问题
Scikit documentation states that:
Method for initialization:
‘k-means++’ : selects initial cluster centers for k-mean clustering in a smart way to speed up convergence. See section Notes in k_init for more details.
If an ndarray is passed, it should be of shape (n_clusters, n_features) and gives the initial centers.
My data has 10 (predicted) clusters and 7 features. However, I would like to pass array of 10 by 6 shape, i.e. I want 6 dimensions of centroid of be predefined by me, but 7th dimension to be iterated freely using k-mean++.(In another word, I do not want to specify initial centroid, but rather control 6 dimension and only leave one dimension to vary for initial cluster)
I tried to pass 10x6 dimension, in hope it would work, but it just throw up the error.
回答1:
Sklearn does not allow you to perform this kind of fine operations.
The only possibility is to provide a 7th feature value that is random, or similar to what Kmeans++ would have achieved.
So basically you can estimate a good value for this as follows:
import numpy as np
from sklearn.cluster import KMeans
nb_clust = 10
# your data
X = np.random.randn(7*1000).reshape( (1000,7) )
# your 6col centroids
cent_6cols = np.random.randn(6*nb_clust).reshape( (nb_clust,6) )
# artificially fix your centroids
km = KMeans( n_clusters=10 )
km.cluster_centers_ = cent_6cols
# find the points laying on each cluster given your initialization
initial_prediction = km.predict(X[:,0:6])
# For the 7th column you'll provide the average value
# of the points laying on the cluster given by your partial centroids
cent_7cols = np.zeros( (nb_clust,7) )
cent_7cols[:,0:6] = cent_6cols
for i in range(nb_clust):
init_7th = X[ np.where( initial_prediction == i ), 6].mean()
cent_7cols[i,6] = init_7th
# now you have initialized the 7th column with a Kmeans ++ alike
# So now you can use the cent_7cols as your centroids
truekm = KMeans( n_clusters=10, init=cent_7cols )
回答2:
That is a very nonstandard variation of k-means. So you cannot expect sklearn to be prepared for every exotic variation. That would make sklearn slower for everybody else.
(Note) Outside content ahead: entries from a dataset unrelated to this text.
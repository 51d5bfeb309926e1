use chrono::{DateTime, Utc};
use serde::{Deserialize, Serialize};
use sqlx::{FromRow, SqlitePool};
use uuid::Uuid;

#[derive(Debug, Clone, FromRow, Serialize, Deserialize)]
#[serde(rename_all = "camelCase")]
pub struct Template {
    pub id: Uuid,
    pub name: String,
    pub description: Option<String>,
    pub created_at: DateTime<Utc>,
    pub updated_at: DateTime<Utc>,
}

#[derive(Debug, Clone, FromRow, Serialize, Deserialize)]
#[serde(rename_all = "camelCase")]
pub struct TemplateGoalArea {
    pub id: Uuid,
    pub template_id: Uuid,
    pub name: String,
    pub position: i64,
}

#[derive(Debug, Clone, FromRow, Serialize, Deserialize)]
#[serde(rename_all = "camelCase")]
pub struct TemplateGoal {
    pub id: Uuid,
    pub goal_area_id: Uuid,
    pub name: String,
    pub position: i64,
}

#[derive(Debug, Clone, Serialize, Deserialize)]
#[serde(rename_all = "camelCase")]
pub struct GoalAreaWithGoals {
    #[serde(flatten)]
    pub area: TemplateGoalArea,
    pub goals: Vec<TemplateGoal>,
}

/// A template together with its goal-area/goal tree, ordered by position.
#[derive(Debug, Clone, Serialize, Deserialize)]
#[serde(rename_all = "camelCase")]
pub struct TemplateWithGoals {
    #[serde(flatten)]
    pub template: Template,
    pub goal_areas: Vec<GoalAreaWithGoals>,
}

#[derive(Debug, Clone, Deserialize)]
pub struct CreateGoalArea {
    pub name: String,
    pub goals: Vec<String>,
}

#[derive(Debug, Clone, Deserialize)]
pub struct CreateTemplate {
    pub name: String,
    pub description: Option<String>,
    pub goal_areas: Vec<CreateGoalArea>,
}

impl Template {
    pub async fn find_all(pool: &SqlitePool) -> Result<Vec<Self>, sqlx::Error> {
        sqlx::query_as::<_, Template>(
            r#"SELECT id, name, description, created_at, updated_at
               FROM templates
               ORDER BY name COLLATE NOCASE"#,
        )
        .fetch_all(pool)
        .await
    }

    pub async fn find_by_id(pool: &SqlitePool, id: Uuid) -> Result<Option<Self>, sqlx::Error> {
        sqlx::query_as::<_, Template>(
            r#"SELECT id, name, description, created_at, updated_at
               FROM templates
               WHERE id = ?"#,
        )
        .bind(id)
        .fetch_optional(pool)
        .await
    }

    pub async fn find_with_goals(
        pool: &SqlitePool,
        id: Uuid,
    ) -> Result<Option<TemplateWithGoals>, sqlx::Error> {
        let Some(template) = Self::find_by_id(pool, id).await? else {
            return Ok(None);
        };

        let areas = sqlx::query_as::<_, TemplateGoalArea>(
            r#"SELECT id, template_id, name, position
               FROM template_goal_areas
               WHERE template_id = ?
               ORDER BY position"#,
        )
        .bind(id)
        .fetch_all(pool)
        .await?;

        let goals = sqlx::query_as::<_, TemplateGoal>(
            r#"SELECT g.id, g.goal_area_id, g.name, g.position
               FROM template_goals g
               JOIN template_goal_areas a ON a.id = g.goal_area_id
               WHERE a.template_id = ?
               ORDER BY a.position, g.position"#,
        )
        .bind(id)
        .fetch_all(pool)
        .await?;

        let goal_areas = areas
            .into_iter()
            .map(|area| {
                let goals = goals
                    .iter()
                    .filter(|g| g.goal_area_id == area.id)
                    .cloned()
                    .collect();
                GoalAreaWithGoals { area, goals }
            })
            .collect();

        Ok(Some(TemplateWithGoals {
            template,
            goal_areas,
        }))
    }

    /// Insert the template and its whole goal tree in one transaction.
    pub async fn create(
        pool: &SqlitePool,
        data: &CreateTemplate,
        template_id: Uuid,
    ) -> Result<TemplateWithGoals, sqlx::Error> {
        let mut tx = pool.begin().await?;

        let template = sqlx::query_as::<_, Template>(
            r#"INSERT INTO templates (id, name, description)
               VALUES (?, ?, ?)
               RETURNING id, name, description, created_at, updated_at"#,
        )
        .bind(template_id)
        .bind(&data.name)
        .bind(&data.description)
        .fetch_one(&mut *tx)
        .await?;

        let mut goal_areas = Vec::with_capacity(data.goal_areas.len());
        for (area_position, area_data) in data.goal_areas.iter().enumerate() {
            let area = sqlx::query_as::<_, TemplateGoalArea>(
                r#"INSERT INTO template_goal_areas (id, template_id, name, position)
                   VALUES (?, ?, ?, ?)
                   RETURNING id, template_id, name, position"#,
            )
            .bind(Uuid::new_v4())
            .bind(template_id)
            .bind(&area_data.name)
            .bind(area_position as i64)
            .fetch_one(&mut *tx)
            .await?;

            let mut goals = Vec::with_capacity(area_data.goals.len());
            for (goal_position, goal_name) in area_data.goals.iter().enumerate() {
                let goal = sqlx::query_as::<_, TemplateGoal>(
                    r#"INSERT INTO template_goals (id, goal_area_id, name, position)
                       VALUES (?, ?, ?, ?)
                       RETURNING id, goal_area_id, name, position"#,
                )
                .bind(Uuid::new_v4())
                .bind(area.id)
                .bind(goal_name)
                .bind(goal_position as i64)
                .fetch_one(&mut *tx)
                .await?;
                goals.push(goal);
            }

            goal_areas.push(GoalAreaWithGoals { area, goals });
        }

        tx.commit().await?;

        Ok(TemplateWithGoals {
            template,
            goal_areas,
        })
    }
}
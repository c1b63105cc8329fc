//! Resolver for `/notes/[slug]`.

use trellis::anyhow::Result;
use trellis::{read_signals, NotFound, RequestContext};

use super::{AppContext, LiveState, PageView, Params};

#[derive(Debug, Default)]
pub struct Resolver;

fn load_note(ctx: &AppContext, slug: &str, highlight: Option<String>) -> Result<PageView> {
    let body = ctx.note(slug).ok_or_else(|| NotFound(slug.to_string()))?;
    Ok(PageView {
        title: slug.to_string(),
        body: body.to_string(),
        highlight,
    })
}

#[trellis::async_trait]
impl super::RouteResolver for Resolver {
    async fn resolve_page(&self, ctx: AppContext, _req: &RequestContext, params: Params) -> Result<PageView> {
        load_note(&ctx, &params.slug, None)
    }

    fn parse_live_state(&self, req: &RequestContext) -> Result<LiveState> {
        Ok(read_signals(req, LiveState::default())?)
    }

    async fn resolve_live(
        &self,
        ctx: AppContext,
        _req: &RequestContext,
        params: Params,
        state: LiveState,
    ) -> Result<PageView> {
        let highlight = Some(state.highlight).filter(|text| !text.is_empty());
        load_note(&ctx, &params.slug, highlight)
    }
}
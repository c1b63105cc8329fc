//! Request path cleaning and prefix walks

use std::borrow::Cow;

pub mod hierarchy;
pub use hierarchy::PathHierarchy;

/// Canonical absolute form of a request path
///
/// Separators collapse, `.` and `..` resolve and the trailing slash goes, so
/// `/notes//a/../b/` becomes `/notes/b`. A path that is already canonical
/// comes back borrowed.
///
/// ```
/// use std::borrow::Cow;
/// use trellis_router::path::clean_path;
///
/// assert!(matches!(clean_path("/notes"), Cow::Borrowed("/notes")));
/// assert_eq!(clean_path("/notes//a/../b/"), "/notes/b");
/// assert_eq!(clean_path(""), "/");
/// ```
pub fn clean_path(path: &str) -> Cow<'_, str> {
    let segments = split_path_segments(path);
    let cleaned = if segments.is_empty() {
        "/".to_string()
    } else {
        format!("/{}", segments.join("/"))
    };

    if cleaned == path {
        Cow::Borrowed(path)
    } else {
        Cow::Owned(cleaned)
    }
}

/// Splits a request path into clean segments
///
/// Empty and `.` segments are dropped and `..` pops its parent, so the result
/// is the segment list of the canonical absolute path. Root yields no
/// segments. Slices borrow from the input.
///
/// ```
/// use trellis_router::path::split_path_segments;
///
/// assert_eq!(split_path_segments("/author/nina/"), vec!["author", "nina"]);
/// assert_eq!(split_path_segments("/a/./b/../c"), vec!["a", "c"]);
/// assert!(split_path_segments("/").is_empty());
/// ```
pub fn split_path_segments(path: &str) -> Vec<&str> {
    path.split(['/', '\\'])
        .fold(Vec::new(), |mut segments, part| {
            match part {
                "" | "." => {}
                ".." => {
                    segments.pop();
                }
                _ => segments.push(part),
            }
            segments
        })
}

#[cfg(test)]
mod tests {
    use super::*;

    #[test]
    fn test_clean_path() {
        assert!(matches!(clean_path("/"), Cow::Borrowed("/")));
        assert!(matches!(clean_path("/author/nina"), Cow::Borrowed(_)));
        assert_eq!(clean_path("/notes/"), "/notes");
        assert_eq!(clean_path("//notes///live//"), "/notes/live");
        assert_eq!(clean_path("\\notes\\live"), "/notes/live");
        assert_eq!(clean_path("/a/./b/../c"), "/a/c");
        assert_eq!(clean_path("/../.."), "/");
        assert_eq!(clean_path("notes"), "/notes");
    }

    #[test]
    fn test_split_path_segments() {
        assert_eq!(split_path_segments("/notes/"), vec!["notes"]);
        assert_eq!(split_path_segments("notes//live"), vec!["notes", "live"]);
        assert_eq!(split_path_segments("/../notes"), vec!["notes"]);
        assert!(split_path_segments("").is_empty());
    }
}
In fact, your approach is more like certain regression approaches (predicting the last value of the cluster centers) rather than clustering. I also doubt the results will be much better than simply setting the last value to the average of all points assigned to the cluster center using the other 6 dimensions only. Try partitioning your data based on the nearest center (ignoring the last column) and then setting the last column to be the arithmetic mean of the assigned data.
However, sklearn is open source.
So get the source code, and modify k-means. Initialize the last component randomly, and while running k-means only update the last column. It's easy to modify it this way - but it's very hard to design an efficient API to allow such customizations through trivial parameters - use the source code to customize at his level.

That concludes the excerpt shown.